## Saved data entries:

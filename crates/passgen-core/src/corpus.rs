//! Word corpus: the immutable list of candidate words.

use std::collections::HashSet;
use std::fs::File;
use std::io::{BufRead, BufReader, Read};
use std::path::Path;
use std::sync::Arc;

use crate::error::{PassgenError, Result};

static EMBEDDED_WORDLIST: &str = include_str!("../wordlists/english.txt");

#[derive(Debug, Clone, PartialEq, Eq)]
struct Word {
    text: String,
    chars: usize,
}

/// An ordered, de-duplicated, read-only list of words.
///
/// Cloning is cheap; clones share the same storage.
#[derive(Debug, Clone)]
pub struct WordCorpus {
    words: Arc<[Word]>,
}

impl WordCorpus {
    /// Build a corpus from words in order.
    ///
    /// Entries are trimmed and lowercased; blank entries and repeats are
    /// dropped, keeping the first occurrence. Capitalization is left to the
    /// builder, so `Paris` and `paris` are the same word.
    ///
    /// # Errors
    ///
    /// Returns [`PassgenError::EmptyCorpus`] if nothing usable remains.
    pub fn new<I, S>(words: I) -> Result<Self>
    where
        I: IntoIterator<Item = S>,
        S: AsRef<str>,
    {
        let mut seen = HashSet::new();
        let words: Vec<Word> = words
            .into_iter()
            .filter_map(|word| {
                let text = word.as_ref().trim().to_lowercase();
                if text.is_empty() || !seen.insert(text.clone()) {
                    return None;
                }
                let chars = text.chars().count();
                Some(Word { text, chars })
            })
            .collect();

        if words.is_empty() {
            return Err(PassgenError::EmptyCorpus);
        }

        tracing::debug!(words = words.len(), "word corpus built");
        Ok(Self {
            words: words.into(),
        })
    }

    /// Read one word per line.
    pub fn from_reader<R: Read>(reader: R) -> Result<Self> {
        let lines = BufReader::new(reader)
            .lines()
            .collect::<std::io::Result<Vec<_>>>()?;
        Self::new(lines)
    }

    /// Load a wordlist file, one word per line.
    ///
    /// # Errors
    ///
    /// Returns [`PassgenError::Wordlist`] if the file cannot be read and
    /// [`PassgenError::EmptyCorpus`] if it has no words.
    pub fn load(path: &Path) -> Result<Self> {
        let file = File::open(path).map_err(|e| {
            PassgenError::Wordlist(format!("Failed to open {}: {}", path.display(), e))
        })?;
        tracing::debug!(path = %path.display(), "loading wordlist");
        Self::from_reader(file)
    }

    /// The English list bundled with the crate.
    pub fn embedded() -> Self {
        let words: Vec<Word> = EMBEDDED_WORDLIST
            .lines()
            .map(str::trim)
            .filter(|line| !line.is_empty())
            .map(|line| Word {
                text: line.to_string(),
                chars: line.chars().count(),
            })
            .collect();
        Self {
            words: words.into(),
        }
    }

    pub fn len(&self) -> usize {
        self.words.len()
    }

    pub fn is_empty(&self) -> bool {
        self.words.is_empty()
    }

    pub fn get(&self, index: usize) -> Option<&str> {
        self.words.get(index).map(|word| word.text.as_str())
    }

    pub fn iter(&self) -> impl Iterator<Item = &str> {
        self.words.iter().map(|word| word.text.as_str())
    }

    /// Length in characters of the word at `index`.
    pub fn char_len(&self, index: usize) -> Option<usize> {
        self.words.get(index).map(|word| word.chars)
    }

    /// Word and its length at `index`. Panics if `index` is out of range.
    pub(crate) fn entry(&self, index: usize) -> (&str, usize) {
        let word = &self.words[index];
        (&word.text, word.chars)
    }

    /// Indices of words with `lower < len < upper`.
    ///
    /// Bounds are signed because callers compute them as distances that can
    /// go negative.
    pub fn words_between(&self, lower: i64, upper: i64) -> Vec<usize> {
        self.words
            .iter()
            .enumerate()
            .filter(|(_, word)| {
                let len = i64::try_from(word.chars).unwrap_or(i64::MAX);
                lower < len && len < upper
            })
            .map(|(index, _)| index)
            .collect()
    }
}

## WHAT YOU NEED TO DO:
All records are to be written out exactly.

## WRITTEN RESPONSE:
filename crates/passgen-core/src/corpus.rs
//! Word corpus: the immutable list of candidate words.

use std::collections::HashSet;
use std::fs::File;
use std::io::{BufRead, BufReader, Read};
use std::path::Path;
use std::sync::Arc;

use crate::error::{PassgenError, Result};

static EMBEDDED_WORDLIST: &str = include_str!("../wordlists/english.txt");

#[derive(Debug, Clone, PartialEq, Eq)]
struct Word {
    text: String,
    chars: usize,
}

/// An ordered, de-duplicated, read-only list of words.
///
/// Cloning is cheap; clones share the same storage.
#[derive(Debug, Clone)]
pub struct WordCorpus {
    words: Arc<[Word]>,
}

impl WordCorpus {
    /// Build a corpus from words in order.
    ///
    /// Entries are trimmed and lowercased; blank entries and repeats are
    /// dropped, keeping the first occurrence. Capitalization is left to the
    /// builder, so `Paris` and `paris` are the same word.
    ///
    /// # Errors
    ///
    /// Returns [`PassgenError::EmptyCorpus`] if nothing usable remains.
    pub fn new<I, S>(words: I) -> Result<Self>
    where
        I: IntoIterator<Item = S>,
        S: AsRef<str>,
    {
        let mut seen = HashSet::new();
        let words: Vec<Word> = words
            .into_iter()
            .filter_map(|word| {
                let text = word.as_ref().trim().to_lowercase();
                if text.is_empty() || !seen.insert(text.clone()) {
                    return None;
                }
                let chars = text.chars().count();
                Some(Word { text, chars })
            })
            .collect();

        if words.is_empty() {
            return Err(PassgenError::EmptyCorpus);
        }

        tracing::debug!(words = words.len(), "word corpus built");
        Ok(Self {
            words: words.into(),
        })
    }

    /// Read one word per line.
    pub fn from_reader<R: Read>(reader: R) -> Result<Self> {
        let lines = BufReader::new(reader)
            .lines()
            .collect::<std::io::Result<Vec<_>>>()?;
        Self::new(lines)
    }

    /// Load a wordlist file, one word per line.
    ///
    /// # Errors
    ///
    /// Returns [`PassgenError::Wordlist`] if the file cannot be read and
    /// [`PassgenError::EmptyCorpus`] if it has no words.
    pub fn load(path: &Path) -> Result<Self> {
        let file = File::open(path).map_err(|e| {
            PassgenError::Wordlist(format!("Failed to open {}: {}", path.display(), e))
        })?;
        tracing::debug!(path = %path.display(), "loading wordlist");
        Self::from_reader(file)
    }

    /// The English list bundled with the crate.
    pub fn embedded() -> Self {
        let words: Vec<Word> = EMBEDDED_WORDLIST
            .lines()
            .map(str::trim)
            .filter(|line| !line.is_empty())
            .map(|line| Word {
                text: line.to_string(),
                chars: line.chars().count(),
            })
            .collect();
        Self {
            words: words.into(),
        }
    }

    pub fn len(&self) -> usize {
        self.words.len()
    }

    pub fn is_empty(&self) -> bool {
        self.words.is_empty()
    }

    pub fn get(&self, index: usize) -> Option<&str> {
        self.words.get(index).map(|word| word.text.as_str())
    }

    pub fn iter(&self) -> impl Iterator<Item = &str> {
        self.words.iter().map(|word| word.text.as_str())
    }

    /// Length in characters of the word at `index`.
    pub fn char_len(&self, index: usize) -> Option<usize> {
        self.words.get(index).map(|word| word.chars)
    }

    /// Word and its length at `index`. Panics if `index` is out of range.
    pub(crate) fn entry(&self, index: usize) -> (&str, usize) {
        let word = &self.words[index];
        (&word.text, word.chars)
    }

    /// Indices of words with `lower < len < upper`.
    ///
    /// Bounds are signed because callers compute them as distances that can
    /// go negative.
    pub fn words_between(&self, lower: i64, upper: i64) -> Vec<usize> {
        self.words
            .iter()
            .enumerate()
            .filter(|(_, word)| {
                let len = i64::try_from(word.chars).unwrap_or(i64::MAX);
                lower < len && len < upper
            })
            .map(|(index, _)| index)
            .collect()
    }
}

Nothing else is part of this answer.